Use butter sparingly.
Eat 10 servings a day of fresh fruits and vegetables.
Use canola or olive oil in cooking. Try olive oil for salad dressings. Add olive oil, garlic and spices for flavor in your dishes. Dip breads in olive oil.
Season your meals with herbs and spices rather than salt.
Substitute fish and poultry for red meat. Avoid high-fat meats.
Limit higher fat dairy products such as whole or 2 percent milk, cheese and ice cream. Switch to skim milk, fat-free yogurt and low-fat cheese.
Eat fish once or twice a week. Water-packed tuna, salmon, trout, mackerel and herring are healthy choices. Grilled, broiled, or steamed fish are good cooking choices.
Keep raw walnuts, almonds, pecans or Brazil nuts for a quick snack.

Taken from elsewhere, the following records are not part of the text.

//! Deletion of whole components.

use log::debug;

use crate::ends::{End, EndSlot};
use crate::graph::Graph;
use crate::CmpId;

/// Removes component `c` with all its chains and edges.
///
/// Chains are peeled off one by one: remaining neighborhood links are
/// dissolved, edges popped with the last graph edge renumbered into the
/// vacated id, and the last chain renamed into the vacated chain id. The
/// component arena is compacted the same way. Returns the vacated id.
pub fn delete(gr: &mut Graph, c: CmpId) -> CmpId {
    debug!("component deletion: {} ({} chains, {} edges)",
           c, gr.ct[c].num_chains(), gr.ct[c].num_edges());

    let mut ww = gr.ct[c].ww.clone();
    while let Some(w) = ww.pop() {
        if !gr.cn[w].is_disconnected_cycle() {
            if gr.cn[w].is_connected_at(End::A) {
                gr.remove_slot_from_neigs(EndSlot::new(w, End::A));
            }
            if gr.cn[w].is_connected_at(End::B) {
                gr.remove_slot_from_neigs(EndSlot::new(w, End::B));
            }
        }

        while gr.cn[w].length() > 0 {
            let p_ind = gr.cn[w].head_ind();
            if p_ind != gr.edgenum - 1 {
                // relabel the last graph edge into the vacated global id
                let w_last = gr.glm[gr.edgenum - 1];
                let a_last = gr.gla[gr.edgenum - 1];
                gr.cn[w_last].g[a_last].ind = p_ind;
                gr.cn[w].g.pop();
                gr.edgenum -= 1;
                let pc = gr.cn[w_last].c;
                gr.ct[pc].set_edges(&mut gr.cn);
                gr.ct[pc].set_gl(&gr.cn);
            } else {
                gr.cn[w].g.pop();
                gr.edgenum -= 1;
            }
            gr.make_indma();
        }

        if w != gr.ind_last_chain() {
            let last = gr.ind_last_chain();
            if let Some(pos) = ww.iter().position(|&x| x == last) {
                ww[pos] = w;
            }
            gr.rename_chain(last, w);
        }
        gr.cn.pop();
        gr.make_indma();
    }

    // ct[c] is empty now; compact the component arena
    if c != gr.ind_last_cmpt() {
        let mut moved = gr.ct.pop().expect("component arena is empty");
        moved.set_ind(&mut gr.cn, c);
        gr.ct[c] = moved;
    } else {
        gr.ct.pop();
    }
    gr.update();

    debug!("component {} deleted: {} edges in {} chains, {} components left",
           c, gr.edgenum, gr.chain_num(), gr.cmpt_num());

    c
}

Drink a glass of red wine at dinner with your pasta or fish. If you don't drink alcohol, you don't need to start. Drinking purple grape juice or Acai Berry juice may be a healthy alternative to wine.
Another benefit of a Mediterranean diet meal plan is that it can save you money at the grocery store. Instead of spending your money on processed foods and exorbitant amounts of meat, you will instead be choosing fresh fruits and vegetables, limiting meat, and choosing to purchase fish or fish oil supplements.
Fried fish or fish that’s served with butter or heavy sauces isn't part of the Mediterranean diet meal plan though. Use healthy fats, such as cold pressed olive oil and canola oil, when you cook but only in moderation because of their high calorie content.
Consider nuts as a snack or an addition to eating more healthy salads. Finally, reduce or eliminate saturated fat and trans fats (hydrogenated or partially hydrogenated oils) from your diet. Once you experience the delicious and healthy choices the Mediterranean diet meal plan has to offer, it just might become your favorite diet for life.